— Data supplied —
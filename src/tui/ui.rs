use crate::core::state::{App, Panel};
use crate::tui::component::Component;
use crate::tui::components::add_friend_form::FORM_HEIGHT;
use crate::tui::components::{FriendList, TitleBar};
use crate::tui::{Focus, TuiState};

use ratatui::Frame;
use ratatui::layout::{Alignment, Constraint, Layout, Rect};
use ratatui::style::{Color, Modifier, Style};
use ratatui::text::{Line, Span};
use ratatui::widgets::{Block, Borders, Paragraph};

/// Height of the split form: four fields, the action line, and borders.
const SPLIT_FORM_HEIGHT: u16 = 3 * 4 + 3;

pub fn draw_ui(frame: &mut Frame, app: &App, tui: &mut TuiState) {
    use Constraint::{Length, Min, Percentage};
    let [title_area, body_area, footer_area] =
        Layout::vertical([Length(1), Min(0), Length(1)]).areas(frame.area());
    let [sidebar_area, main_area] =
        Layout::horizontal([Percentage(45), Percentage(55)]).areas(body_area);

    TitleBar::new(app.totals(), &app.settings.currency, &app.status_message)
        .render(frame, title_area);

    draw_sidebar(frame, sidebar_area, app, tui);
    draw_main(frame, main_area, tui);
    draw_footer(frame, footer_area, app, tui.focus);
}

fn draw_sidebar(frame: &mut Frame, area: Rect, app: &App, tui: &mut TuiState) {
    use Constraint::{Length, Min};
    let form_height = if tui.add_form.is_some() { FORM_HEIGHT } else { 0 };
    let [list_area, form_area, button_area] =
        Layout::vertical([Min(0), Length(form_height), Length(1)]).areas(area);

    FriendList::new(
        &mut tui.friend_list,
        &app.friends,
        app.selected_id(),
        &app.settings.currency,
        tui.focus == Focus::List,
    )
    .render(frame, list_area);

    if let Some(form) = tui.add_form.as_mut() {
        form.focused = tui.focus == Focus::Panel;
        form.render(frame, form_area);
    }

    let label = if app.is_add_form_open() { "[Close]" } else { "[Add friend]" };
    let button = Line::from(vec![
        Span::styled(label, Style::default().fg(Color::Yellow).add_modifier(Modifier::BOLD)),
        Span::styled(" a", Style::default().fg(Color::DarkGray)),
    ])
    .alignment(Alignment::Right);
    frame.render_widget(button, button_area);
}

fn draw_main(frame: &mut Frame, area: Rect, tui: &mut TuiState) {
    if let Some(form) = tui.split_form.as_mut() {
        let [form_area, _] =
            Layout::vertical([Constraint::Length(SPLIT_FORM_HEIGHT), Constraint::Min(0)])
                .areas(area);
        form.focused = tui.focus == Focus::Panel;
        form.render(frame, form_area);
        return;
    }

    let placeholder = Paragraph::new("Select a friend to split a bill")
        .style(Style::default().fg(Color::DarkGray))
        .alignment(Alignment::Center)
        .block(Block::default().borders(Borders::ALL).border_style(Style::default().fg(Color::DarkGray)));
    frame.render_widget(placeholder, area);
}

fn draw_footer(frame: &mut Frame, area: Rect, app: &App, focus: Focus) {
    let hints = match focus {
        Focus::List if app.panel != Panel::None => {
            " ↑↓ move  Enter select/close  a add friend  Tab form  q quit "
        }
        Focus::List => " ↑↓ move  Enter select/close  a add friend  q quit ",
        Focus::Panel => " Tab/↑↓ field  ←→ payer  Enter submit  Esc close  Ctrl+C quit ",
    };
    frame.render_widget(
        Paragraph::new(hints).style(Style::default().fg(Color::DarkGray)),
        area,
    );
}
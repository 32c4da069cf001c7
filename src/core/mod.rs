//! # Core Application Logic
//!
//! This module contains Settle's business logic.
//! It knows nothing about any specific UI technology.
//!
//! ```text
//!                    ┌─────────────────────────┐
//!                    │         CORE            │
//!                    │  (this module)          │
//!                    │                         │
//!                    │  • State (app data)     │
//!                    │  • Action (events)      │
//!                    │  • update() (reducer)   │
//!                    │  • Drafts (form input)  │
//!                    │                         │
//!                    │  No I/O. No UI. Pure.   │
//!                    └───────────┬─────────────┘
//!                                │
//!                                ▼
//!                         ┌────────────┐
//!                         │    TUI     │
//!                         │  Adapter   │
//!                         │ (ratatui)  │
//!                         └────────────┘
//! ```
//!
//! ## Modules
//!
//! - [`friend`]: The `Friend` entity and balance wording
//! - [`state`]: The `App` struct holding all application state
//! - [`action`]: The `Action` enum and `update()`
//! - [`draft`]: Uncommitted input for the add-friend and split-bill forms
//! - [`config`]: Layered configuration (file, env, CLI)

pub mod action;
pub mod config;
pub mod draft;
pub mod friend;
pub mod state;
//! Settle library exports for testing

pub mod core;
pub mod tui;

#[cfg(test)]
pub mod test_support;
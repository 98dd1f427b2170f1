//! The canonical JSON report.
//!
//! Downstream tooling sums these documents across many runs, so field names,
//! nesting and field order are fixed:
//!
//! ```json
//! {
//!   "TotalFiles": 2,
//!   "TotalLines": 30,
//!   "TotalBlankLines": 4,
//!   "TotalComments": 6,
//!   "TotalCodeLines": 20,
//!   "Results": [
//!     { "Language": "Go", "Files": 1, "Lines": 18, "BlankLines": 2, "Comments": 4, "CodeLines": 12 }
//!   ]
//! }
//! ```
//!
//! In per-file mode each entry of `Results` is a file row with a leading
//! `File` field instead of `Files`.

use serde::{Deserialize, Serialize};

use crate::data::stats::{FileRecord, LanguageAggregate, Report};
use crate::Result;

#[derive(Debug, Clone, PartialEq, Eq, Serialize, Deserialize)]
#[serde(rename_all = "PascalCase")]
pub struct JsonReport {
    pub total_files: u64,
    pub total_lines: u64,
    pub total_blank_lines: u64,
    pub total_comments: u64,
    pub total_code_lines: u64,
    pub results: JsonResults,
}

#[derive(Debug, Clone, PartialEq, Eq, Serialize, Deserialize)]
#[serde(untagged)]
pub enum JsonResults {
    Languages(Vec<JsonLanguageRow>),
    Files(Vec<JsonFileRow>),
}

#[derive(Debug, Clone, PartialEq, Eq, Serialize, Deserialize)]
#[serde(rename_all = "PascalCase")]
pub struct JsonLanguageRow {
    pub language: String,
    pub files: u64,
    pub lines: u64,
    pub blank_lines: u64,
    pub comments: u64,
    pub code_lines: u64,
}

#[derive(Debug, Clone, PartialEq, Eq, Serialize, Deserialize)]
#[serde(rename_all = "PascalCase")]
pub struct JsonFileRow {
    pub file: String,
    pub language: String,
    pub lines: u64,
    pub blank_lines: u64,
    pub comments: u64,
    pub code_lines: u64,
}

impl From<&LanguageAggregate> for JsonLanguageRow {
    fn from(row: &LanguageAggregate) -> Self {
        Self {
            language: row.language.clone(),
            files: row.file_count,
            lines: row.stats.total(),
            blank_lines: row.stats.blank,
            comments: row.stats.comments,
            code_lines: row.stats.code,
        }
    }
}

impl From<&FileRecord> for JsonFileRow {
    fn from(row: &FileRecord) -> Self {
        Self {
            file: row.path.clone(),
            language: row.language.clone(),
            lines: row.stats.total(),
            blank_lines: row.stats.blank,
            comments: row.stats.comments,
            code_lines: row.stats.code,
        }
    }
}

impl From<&Report> for JsonReport {
    fn from(report: &Report) -> Self {
        let results = if report.per_file {
            JsonResults::Files(report.files.iter().map(JsonFileRow::from).collect())
        } else {
            JsonResults::Languages(report.languages.iter().map(JsonLanguageRow::from).collect())
        };

        Self {
            total_files: report.file_count,
            total_lines: report.total.total(),
            total_blank_lines: report.total.blank,
            total_comments: report.total.comments,
            total_code_lines: report.total.code,
            results,
        }
    }
}

/// Serialize a report to pretty-printed JSON, newline-terminated.
pub fn to_json(report: &Report) -> Result<String> {
    let mut body = serde_json::to_string_pretty(&JsonReport::from(report))?;
    body.push('\n');
    Ok(body)
}
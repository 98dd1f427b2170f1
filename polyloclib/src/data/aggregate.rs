//! Aggregation of per-file results into per-language and grand totals.
//!
//! The [`Aggregator`] is fed by a single consumer, so it needs no locking.
//! Reduction is a plain sum, which makes the result independent of the order
//! in which files arrive.

use std::collections::BTreeMap;
use std::path::PathBuf;

use log::debug;

use super::stats::{FileRecord, LanguageAggregate, Locs, Report, SkippedFile};

/// The result of processing one candidate file.
#[derive(Debug, Clone, PartialEq, Eq)]
pub enum FileOutcome {
    Counted(FileRecord),
    Skipped(SkippedFile),
}

/// Sequential reducer for [`FileOutcome`]s.
#[derive(Debug, Default)]
pub struct Aggregator {
    per_file: bool,
    file_count: u64,
    total: Locs,
    languages: BTreeMap<String, LanguageAggregate>,
    files: Vec<FileRecord>,
    skipped: Vec<SkippedFile>,
}

impl Aggregator {
    /// Create an aggregator. With `per_file`, file records are retained.
    pub fn new(per_file: bool) -> Self {
        Self {
            per_file,
            ..Self::default()
        }
    }

    /// Fold one outcome into the running totals.
    pub fn push(&mut self, outcome: FileOutcome) {
        match outcome {
            FileOutcome::Counted(record) => self.add_file(record),
            FileOutcome::Skipped(skipped) => {
                debug!("skipped {}: {}", skipped.path, skipped.reason);
                self.skipped.push(skipped);
            }
        }
    }

    /// Fold one file record into the running totals.
    pub fn add_file(&mut self, record: FileRecord) {
        self.file_count += 1;
        self.total += record.stats;
        self.languages
            .entry(record.language.clone())
            .or_insert_with(|| LanguageAggregate::new(record.language.clone()))
            .add_file(&record);
        if self.per_file {
            self.files.push(record);
        }
    }

    /// Number of files counted so far.
    pub fn file_count(&self) -> u64 {
        self.file_count
    }

    /// Produce the report. Rows are grouped but not yet in presentation order.
    pub fn finish(mut self, root: impl Into<PathBuf>, branch: Option<String>) -> Report {
        self.skipped.sort_by(|a, b| a.path.cmp(&b.path));

        Report {
            root: root.into(),
            branch,
            file_count: self.file_count,
            total: self.total,
            languages: self.languages.into_values().collect(),
            files: self.files,
            per_file: self.per_file,
            skipped: self.skipped,
        }
    }
}

impl Extend<FileOutcome> for Aggregator {
    fn extend<I: IntoIterator<Item = FileOutcome>>(&mut self, iter: I) {
        for outcome in iter {
            self.push(outcome);
        }
    }
}
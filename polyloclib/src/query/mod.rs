//! Query stage: scan configuration and row ordering.
//!
//! - **Options**: [`ScanConfig`] and the sort and format types it carries
//! - **Sorting**: stable, tie-broken ordering of report rows
//!
//! ## Example
//!
//! ```rust,no_run
//! use polyloclib::query::{Ordering, ReportFormat, ScanConfig};
//!
//! let config = ScanConfig::new("./checkout")
//!     .per_file(true)
//!     .exclude_path("vendor")?
//!     .ordering(Ordering::by_language())
//!     .formats([ReportFormat::Json, ReportFormat::Markdown]);
//! # Ok::<(), polyloclib::PolylocError>(())
//! ```

pub mod options;
pub mod queryset;

pub use options::{
    Ordering, ReportFormat, ScanConfig, SortDirection, SortKey, SortSelectors,
    DEFAULT_OUTPUT_NAME,
};
pub use queryset::{sort_report, sort_rows, SortableRow};
impl LanguageDef {
    /// Create a language with no extensions and no lexical rules.
    pub fn new(name: &str) -> Self {
        Self {
            name: name.to_string(),
            extensions: Vec::new(),
            filenames: Vec::new(),
            case_sensitive: false,
            line_comments: Vec::new(),
            block_comments: Vec::new(),
            quotes: Vec::new(),
            char_literals: false,
            shebang_exceptions: Vec::new(),
        }
    }

    pub fn extensions(mut self, extensions: &[&str]) -> Self {
        self.extensions
            .extend(extensions.iter().map(|e| e.trim_start_matches('.').to_string()));
        self
    }

    pub fn filenames(mut self, filenames: &[&str]) -> Self {
        self.filenames
            .extend(filenames.iter().map(|f| f.to_string()));
        self
    }

    /// Require extensions to match with exact case.
    pub fn case_sensitive(mut self) -> Self {
        self.case_sensitive = true;
        self
    }

    pub fn line_comments(mut self, tokens: &[&str]) -> Self {
        self.line_comments
            .extend(tokens.iter().map(|t| t.to_string()));
        self
    }

    /// Add a non-nesting block comment pair.
    pub fn block_comment(mut self, open: &str, close: &str) -> Self {
        self.block_comments.push(BlockComment {
            open: open.to_string(),
            close: close.to_string(),
            nested: false,
        });
        self
    }

    /// Add a nesting block comment pair.
    pub fn nested_block_comment(mut self, open: &str, close: &str) -> Self {
        self.block_comments.push(BlockComment {
            open: open.to_string(),
            close: close.to_string(),
            nested: true,
        });
        self
    }

    pub fn quote(mut self, quote: Quote) -> Self {
        self.quotes.push(quote);
        self
    }

    /// Recognize Rust-style char literals.
    pub fn char_literals(mut self) -> Self {
        self.char_literals = true;
        self
    }

    /// A first line starting with `prefix` is code even though it starts
    /// with `#!`.
    pub fn shebang_exception(mut self, prefix: &str) -> Self {
        self.shebang_exceptions.push(prefix.to_string());
        self
    }

    /// Whether the first line of a file is an interpreter directive.
    pub fn is_shebang(&self, line: &str) -> bool {
        line.starts_with("#!")
            && !self
                .shebang_exceptions
                .iter()
                .any(|prefix| line.starts_with(prefix.as_str()))
    }

    /// `"` and `'` with backslash escapes, single line.
    fn c_quotes(self) -> Self {
        self.quote(Quote::escaped("\"")).quote(Quote::escaped("'"))
    }

    /// `//` and `/* */`.
    fn c_comments(self) -> Self {
        self.line_comments(&["//"]).block_comment("/*", "*/")
    }

    /// First quote whose opening token starts `rest`.
    pub(crate) fn match_quote(&self, rest: &str) -> Option<usize> {
        self.quotes
            .iter()
            .position(|q| rest.starts_with(q.open.as_str()))
    }

    /// Length of a char literal starting `rest`, for languages that have them.
    pub(crate) fn match_char_literal(&self, rest: &str) -> Option<usize> {
        if !self.char_literals {
            return None;
        }
        char_literal_len(rest)
    }

    /// First block comment whose open token starts `rest`.
    pub(crate) fn match_block_open(&self, rest: &str) -> Option<usize> {
        self.block_comments
            .iter()
            .position(|b| rest.starts_with(b.open.as_str()))
    }

    pub(crate) fn match_line_comment(&self, rest: &str) -> bool {
        self.line_comments
            .iter()
            .any(|t| rest.starts_with(t.as_str()))
    }
}

/// Lookup table from file names to language definitions.
#[derive(Debug, Clone, Default)]
pub struct LanguageRegistry {
    languages: Vec<LanguageDef>,
    exact_extensions: HashMap<String, usize>,
    folded_extensions: HashMap<String, usize>,
    filenames: HashMap<String, usize>,
}

impl LanguageRegistry {
    /// Create a registry with no languages.
    pub fn empty() -> Self {
        Self::default()
    }

    /// Register a language. Later registrations win on conflicting keys.
    pub fn register(&mut self, language: LanguageDef) {
        let idx = self.languages.len();
        for ext in &language.extensions {
            if language.case_sensitive {
                self.exact_extensions.insert(ext.clone(), idx);
            } else {
                self.folded_extensions.insert(ext.to_lowercase(), idx);
            }
        }
        for name in &language.filenames {
            self.filenames.insert(name.clone(), idx);
        }
        self.languages.push(language);
    }

    /// Builder form of [`register`](Self::register).
    pub fn with(mut self, language: LanguageDef) -> Self {
        self.register(language);
        self
    }

    /// Resolve the language of a file from its name.
    ///
    /// Matches by extension first, then by exact file name. `None` means the
    /// file should be skipped.
    pub fn language_for(&self, file_name: &str) -> Option<&LanguageDef> {
        let path = Path::new(file_name);
        let by_extension = path
            .extension()
            .and_then(|e| e.to_str())
            .and_then(|ext| {
                self.exact_extensions
                    .get(ext)
                    .or_else(|| self.folded_extensions.get(&ext.to_lowercase()))
            });

        let idx = by_extension.or_else(|| {
            path.file_name()
                .and_then(|n| n.to_str())
                .and_then(|n| self.filenames.get(n))
        })?;

        self.languages.get(*idx)
    }

    /// Look up a language by its display name.
    pub fn by_name(&self, name: &str) -> Option<&LanguageDef> {
        self.languages.iter().find(|l| l.name == name)
    }

    pub fn all(&self) -> &[LanguageDef] {
        &self.languages
    }

    pub fn len(&self) -> usize {
        self.languages.len()
    }

    pub fn is_empty(&self) -> bool {
        self.languages.is_empty()
    }

    /// The built-in language table.
    pub fn builtin() -> Self {
        let mut registry = Self::empty();
        for language in builtin_languages() {
            registry.register(language);
        }
        registry
    }
}

fn hash_language(name: &str, extensions: &[&str]) -> LanguageDef {
    LanguageDef::new(name)
        .extensions(extensions)
        .line_comments(&["#"])
        .c_quotes()
}
//! Acquisition of scan roots.
//!
//! Fetching a tree (cloning a remote at a branch, unpacking an archive) is
//! done by a [`Provisioner`]. The scan only ever sees the local directory it
//! returns, and hands that directory back to the caller so the caller can
//! remove it. Nothing in this crate deletes a provisioned root.

use std::fmt;
use std::fs;
use std::path::{Path, PathBuf};

use log::debug;
use serde::{Deserialize, Serialize};

use crate::error::PolylocError;
use crate::Result;

/// Hosting platform a repository record came from.
#[derive(Debug, Clone, Copy, PartialEq, Eq, Hash, Serialize, Deserialize)]
pub enum Provider {
    GitHub,
    GitLab,
    Bitbucket,
    BitbucketDataCenter,
    AzureDevOps,
    Local,
}

impl fmt::Display for Provider {
    fn fmt(&self, f: &mut fmt::Formatter<'_>) -> fmt::Result {
        let name = match self {
            Provider::GitHub => "github",
            Provider::GitLab => "gitlab",
            Provider::Bitbucket => "bitbucket",
            Provider::BitbucketDataCenter => "bitbucket_dc",
            Provider::AzureDevOps => "azure",
            Provider::Local => "local",
        };
        f.write_str(name)
    }
}

/// One repository, in the same shape whatever platform listed it.
#[derive(Debug, Clone, PartialEq, Eq, Serialize, Deserialize)]
pub struct RepoRef {
    pub provider: Provider,
    /// Platform identifier (numeric ids are kept as text)
    pub id: String,
    /// Repository name or slug
    pub name: String,
    /// Full path: `namespace/name`, or a local directory for [`Provider::Local`]
    pub path: String,
    pub default_branch: Option<String>,
}

impl RepoRef {
    pub fn new(
        provider: Provider,
        id: impl Into<String>,
        name: impl Into<String>,
        path: impl Into<String>,
    ) -> Self {
        Self {
            provider,
            id: id.into(),
            name: name.into(),
            path: path.into(),
            default_branch: None,
        }
    }

    pub fn with_default_branch(mut self, branch: impl Into<String>) -> Self {
        self.default_branch = Some(branch.into());
        self
    }

    /// Namespace part of the path (`org` in `org/repo`), if any.
    pub fn project(&self) -> Option<&str> {
        if self.provider == Provider::Local {
            return None;
        }
        self.path
            .rsplit_once('/')
            .map(|(project, _)| project)
            .filter(|p| !p.is_empty())
    }

    /// Artifact base name: `Result_<project>_<repo>_<branch>`, leaving out
    /// the parts that are unknown.
    pub fn report_name(&self) -> String {
        let mut name = String::from("Result");
        for part in [self.project(), Some(self.name.as_str()), self.default_branch.as_deref()]
            .into_iter()
            .flatten()
        {
            name.push('_');
            name.push_str(&part.replace(['/', '\\'], "_"));
        }
        name
    }
}

/// Collaborator that turns a source location into a local directory.
pub trait Provisioner {
    /// Make `location` available locally at `branch` and return its root.
    fn provision(&self, location: &str, branch: Option<&str>) -> Result<PathBuf>;

    fn provision_repo(&self, repo: &RepoRef) -> Result<PathBuf> {
        self.provision(&repo.path, repo.default_branch.as_deref())
    }
}

/// Provisioner for trees that are already on disk.
///
/// A root that is a symbolic link is replaced by its target. The branch is
/// not interpreted.
#[derive(Debug, Clone, Copy, Default)]
pub struct LocalProvisioner;

impl Provisioner for LocalProvisioner {
    fn provision(&self, location: &str, branch: Option<&str>) -> Result<PathBuf> {
        let acquisition_error = |message: String| PolylocError::Acquisition {
            location: location.to_string(),
            message,
        };

        if let Some(branch) = branch {
            debug!("local checkout {}: branch {} taken as-is", location, branch);
        }

        let path = resolve_root_link(Path::new(location))
            .map_err(|e| acquisition_error(e.to_string()))?;
        let root = fs::canonicalize(&path).map_err(|e| acquisition_error(e.to_string()))?;
        if !root.is_dir() {
            return Err(acquisition_error("not a directory".to_string()));
        }
        Ok(root)
    }
}

fn resolve_root_link(path: &Path) -> std::io::Result<PathBuf> {
    let metadata = fs::symlink_metadata(path)?;
    if !metadata.file_type().is_symlink() {
        return Ok(path.to_path_buf());
    }

    let target = fs::read_link(path)?;
    debug!("{} is a link to {}", path.display(), target.display());
    if target.is_absolute() {
        Ok(target)
    } else {
        Ok(path
            .parent()
            .map_or_else(|| target.clone(), |parent| parent.join(&target)))
    }
}

#[cfg(test)]
mod tests {
    use super::*;
    use tempfile::tempdir;

    #[test]
    fn test_report_name_full() {
        let repo = RepoRef::new(Provider::BitbucketDataCenter, "42", "api", "PROJ/api")
            .with_default_branch("main");
        assert_eq!(repo.report_name(), "Result_PROJ_api_main");
    }

    #[test]
    fn test_report_name_without_namespace_or_branch() {
        let repo = RepoRef::new(Provider::GitHub, "7", "tool", "tool");
        assert_eq!(repo.project(), None);
        assert_eq!(repo.report_name(), "Result_tool");
    }

    #[test]
    fn test_report_name_sanitizes_branch() {
        let repo = RepoRef::new(Provider::GitLab, "1", "web", "group/sub/web")
            .with_default_branch("release/2.0");
        assert_eq!(repo.project(), Some("group/sub"));
        assert_eq!(repo.report_name(), "Result_group_sub_web_release_2.0");
    }

    #[test]
    fn test_local_repo_has_no_project() {
        let repo = RepoRef::new(Provider::Local, "", "work", "/home/me/work");
        assert_eq!(repo.report_name(), "Result_work");
    }

    #[test]
    fn test_local_provisioner_resolves_directory() {
        let dir = tempdir().unwrap();
        let location = dir.path().to_string_lossy().into_owned();

        let root = LocalProvisioner.provision(&location, Some("main")).unwrap();
        assert_eq!(root, fs::canonicalize(dir.path()).unwrap());
    }

    #[test]
    fn test_local_provisioner_missing() {
        let result = LocalProvisioner.provision("/nonexistent/polyloc/checkout", None);
        assert!(matches!(result, Err(PolylocError::Acquisition { .. })));
    }

    #[test]
    fn test_local_provisioner_rejects_file() {
        let dir = tempdir().unwrap();
        let file = dir.path().join("file.txt");
        fs::write(&file, "x").unwrap();

        let result = LocalProvisioner.provision(&file.to_string_lossy(), None);
        assert!(matches!(result, Err(PolylocError::Acquisition { .. })));
    }

    #[cfg(unix)]
    #[test]
    fn test_local_provisioner_follows_root_link() {
        let dir = tempdir().unwrap();
        let target = dir.path().join("checkout");
        fs::create_dir(&target).unwrap();
        let link = dir.path().join("link");
        std::os::unix::fs::symlink("checkout", &link).unwrap();

        let repo = RepoRef::new(Provider::Local, "", "link", link.to_string_lossy());
        let root = LocalProvisioner.provision_repo(&repo).unwrap();
        assert_eq!(root, fs::canonicalize(&target).unwrap());
    }
}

— Exercise goal —
Show each line from the material above where the string "Length" can be found.

— Finished task —
    use Constraint::{Length, Min, Percentage};
        Layout::vertical([Length(1), Min(0), Length(1)]).areas(frame.area());
    use Constraint::{Length, Min};
        Layout::vertical([Min(0), Length(form_height), Length(1)]).areas(area);
            Layout::vertical([Constraint::Length(SPLIT_FORM_HEIGHT), Constraint::Min(0)])
    /// Length of a char literal starting `rest`, for languages that have them.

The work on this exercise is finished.